Objectifs : 1) Evaluer la qualité de la prise en charge des hémorragies de l’hypertension portale sur cirrhose dans les centres hospitaliers généraux, et ses résultats en termes de contrôle de l’hémorragie et de survie ; 2) évaluer les besoins en termes d’accès au TIPS pour les hémorragies graves.
Patients et méthodes : Tous les patients atteints de cirrhose et hospitalisés entre mars 2012 et avril 2013 pour une hémorragie digestive liée à une rupture de varice (œsophagienne, gastrique ou ectopique) ou à une gastropathie d’hypertension portale devaient être inclus dans cette étude observationnelle. Les données recueillies concernaient les caractéristiques du patient et de la cirrhose, les constatations cliniques, biologiques et endoscopiques à l’admission, les traitements entrepris, et l’évolution (contrôle de l’hémorragie, récidive, survenue d’une infection, besoins transfusionnels, transfert pour TIPS, survie hospitalière et à J42).

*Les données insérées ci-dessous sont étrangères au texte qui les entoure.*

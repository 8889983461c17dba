// Dweve CfgTree - Comment-Preserving Configuration Trees
//
// Copyright (c) 2025 Dweve IP B.V. and individual contributors.
//
// SPDX-License-Identifier: Apache-2.0
//
// Licensed under the Apache License, Version 2.0 (the "License");
// you may not use this file except in compliance with the License.
// You may obtain a copy of the License in the LICENSE file at the
// root of this repository or at: http://www.apache.org/licenses/LICENSE-2.0
//
// Unless required by applicable law or agreed to in writing, software
// distributed under the License is distributed on an "AS IS" BASIS,
// WITHOUT WARRANTIES OR CONDITIONS OF ANY KIND, either express or implied.
// See the License for the specific language governing permissions and
// limitations under the License.

//! Line classification.
//!
//! Each input line is one of three shapes:
//!
//! ```text
//! blank_line   ::= (whitespace)*
//! comment_line ::= (spaces)* '#' anything
//! key_line     ::= spaces key ':' spaces value? trailing_comment?
//! ```
//!
//! A key never starts with a space or a colon and never contains a colon;
//! the value never contains a colon. Anything else is a structural error.

use super::comment::split_comment;
use crate::error::{ConfigError, ConfigResult};
use memchr::memchr;

/// A `key: value` line.
#[derive(Debug, Clone, Copy, PartialEq, Eq)]
pub struct KeyLine<'a> {
    /// Number of leading spaces.
    pub indent: usize,
    /// Trimmed key.
    pub key: &'a str,
    /// Spaces between the colon and the value.
    pub colon_space: usize,
    /// Trimmed value, empty for a section header.
    pub value: &'a str,
    /// Trailing comment including the spaces before `#`.
    pub comment: Option<&'a str>,
}

/// A classified input line.
#[derive(Debug, Clone, Copy, PartialEq, Eq)]
pub enum Line<'a> {
    /// Key line, possibly with a trailing comment.
    Key(KeyLine<'a>),
    /// Standalone comment; the text is the whole line, leading whitespace included.
    Comment(&'a str),
    /// Whitespace-only line; `indent` is the full width of the line.
    Blank { indent: usize },
}

/// Classify one line of input.
///
/// `line_num` is 1-based and only used for the error.
///
/// # Examples
///
/// ```
/// use cfgtree_core::lex::{classify_line, Line};
///
/// match classify_line("  port: 8080 # http", 3).unwrap() {
///     Line::Key(kl) => {
///         assert_eq!(kl.indent, 2);
///         assert_eq!(kl.key, "port");
///         assert_eq!(kl.value, "8080");
///         assert_eq!(kl.comment, Some(" # http"));
///     }
///     other => panic!("unexpected {:?}", other),
/// }
///
/// assert!(classify_line("a: b: c", 7).is_err());
/// ```
pub fn classify_line(line: &str, line_num: usize) -> ConfigResult<Line<'_>> {
    let (content, comment) = split_comment(line);

    if let Some(key_line) = match_key_value(content, comment) {
        return Ok(Line::Key(key_line));
    }

    if comment.is_some() {
        // Only spaces may precede a standalone comment
        if !content.bytes().all(|b| b == b' ') {
            return Err(invalid_sequence(line, line_num));
        }
        return Ok(Line::Comment(line));
    }

    if content.trim().is_empty() {
        return Ok(Line::Blank {
            indent: content.chars().count(),
        });
    }

    Err(invalid_sequence(line, line_num))
}

fn match_key_value<'a>(content: &'a str, comment: Option<&'a str>) -> Option<KeyLine<'a>> {
    let bytes = content.as_bytes();
    let indent = bytes.iter().take_while(|&&b| b == b' ').count();
    let rest = &content[indent..];

    // Key must start with something other than ':' (leading spaces are indent)
    if rest.is_empty() || rest.as_bytes()[0] == b':' {
        return None;
    }

    let colon = memchr(b':', rest.as_bytes())?;
    let after = &rest[colon + 1..];
    if memchr(b':', after.as_bytes()).is_some() {
        return None;
    }

    let colon_space = after.bytes().take_while(|&b| b == b' ').count();

    Some(KeyLine {
        indent,
        key: rest[..colon].trim(),
        colon_space,
        value: after[colon_space..].trim(),
        comment,
    })
}

/// Check whether `key` would be read back unchanged as the key of a line.
///
/// A key is non-empty, has no surrounding whitespace and contains none of
/// `:`, `#` or a line break.
///
/// # Examples
///
/// ```
/// use cfgtree_core::lex::is_valid_key;
///
/// assert!(is_valid_key("my key"));
/// assert!(!is_valid_key("a#b"));
/// assert!(!is_valid_key(" a"));
/// ```
pub fn is_valid_key(key: &str) -> bool {
    !key.is_empty() && key.trim() == key && !key.contains([':', '#', '\n', '\r'])
}

/// Check whether `value` would be read back unchanged as the value of a line.
///
/// The same rules as [`is_valid_key`] apply: an empty value reads back as a
/// section header, and surrounding whitespace is trimmed on load.
pub fn is_valid_value(value: &str) -> bool {
    is_valid_key(value)
}

fn invalid_sequence(line: &str, line_num: usize) -> ConfigError {
    ConfigError::structural(line_num, format!("invalid sequence: {}", line))
}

Résultats : Vingt-neuf centres hospitaliers généraux ont participé à l’observatoire. Au 14 mai 2013, 278 cahiers d’observation avaient été récupérés. Les résultats de cette étude observationnelle seront disponibles pour le congrès de Montélimar (survie hospitalière et à J42 ; échec du contrôle de l’hémorragie, récidive hémorragique, infections ; indications et recours au TIPS ; impact des différentes mesures thérapeutiques sur l’évolution ; variations selon le niveau d’activité ; qualité globale et selon les centres de la prise en charge).